---- Dataset entries
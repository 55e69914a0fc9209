//! Text syntax for grammars.
//!
//! One rule per line, `HEAD -> body | body ...`. Uppercase ASCII letters and
//! names between angle brackets (`<expr>`) are nonterminals. Every other
//! character is a terminal; whitespace is ignored, `#` starts a comment and a
//! backslash escapes the next character (`\s` is a space). An empty body is
//! an epsilon production. The head of the first rule is the start
//! nonterminal.

use std::str::FromStr;

use crate::TextGrammar;

mod parser;
mod tokenizer;

/// Whether the parsing of the grammar text succeeded.
pub type SyntaxResult<T> = Result<T, SyntaxError>;

/// Information about the error that occurred during parsing.
#[derive(Debug, Clone, PartialEq, Eq, thiserror::Error)]
#[error("[ERROR] ({}, {}): {kind}", .pos.0, .pos.1)]
pub struct SyntaxError {
    pub kind: SyntaxErrorKind,
    /// Start and end position (in characters) of the offending token.
    pub pos: (usize, usize),
}

#[derive(Debug, Clone, Copy, PartialEq, Eq, thiserror::Error)]
pub enum SyntaxErrorKind {
    #[error("expected NONTERMINAL at the start of a rule")]
    Nonterminal,
    #[error("expected ARROW after the rule head")]
    Arrow,
    #[error("expected NONTERMINAL, TERMINAL, VERTICAL or NEWLINE")]
    Symbol,
    #[error("invalid token")]
    Invalid,
}

impl SyntaxError {
    pub(crate) fn new(kind: SyntaxErrorKind, pos: (usize, usize)) -> Self {
        Self { kind, pos }
    }
}

impl FromStr for TextGrammar {
    type Err = SyntaxError;

    fn from_str(s: &str) -> Result<Self, Self::Err> {
        parser::Parser::new(s).parse()
    }
}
--------
What is expected: All of the entries above should be written out verbatim.

Your response:
repository 55e69914a0fc9209
//! Text syntax for grammars.
//!
//! One rule per line, `HEAD -> body | body ...`. Uppercase ASCII letters and
//! names between angle brackets (`<expr>`) are nonterminals. Every other
//! character is a terminal; whitespace is ignored, `#` starts a comment and a
//! backslash escapes the next character (`\s` is a space). An empty body is
//! an epsilon production. The head of the first rule is the start
//! nonterminal.

use std::str::FromStr;

use crate::TextGrammar;

mod parser;
mod tokenizer;

/// Whether the parsing of the grammar text succeeded.
pub type SyntaxResult<T> = Result<T, SyntaxError>;

/// Information about the error that occurred during parsing.
#[derive(Debug, Clone, PartialEq, Eq, thiserror::Error)]
#[error("[ERROR] ({}, {}): {kind}", .pos.0, .pos.1)]
pub struct SyntaxError {
    pub kind: SyntaxErrorKind,
    /// Start and end position (in characters) of the offending token.
    pub pos: (usize, usize),
}

#[derive(Debug, Clone, Copy, PartialEq, Eq, thiserror::Error)]
pub enum SyntaxErrorKind {
    #[error("expected NONTERMINAL at the start of a rule")]
    Nonterminal,
    #[error("expected ARROW after the rule head")]
    Arrow,
    #[error("expected NONTERMINAL, TERMINAL, VERTICAL or NEWLINE")]
    Symbol,
    #[error("invalid token")]
    Invalid,
}

impl SyntaxError {
    pub(crate) fn new(kind: SyntaxErrorKind, pos: (usize, usize)) -> Self {
        Self { kind, pos }
    }
}

impl FromStr for TextGrammar {
    type Err = SyntaxError;

    fn from_str(s: &str) -> Result<Self, Self::Err> {
        parser::Parser::new(s).parse()
    }
}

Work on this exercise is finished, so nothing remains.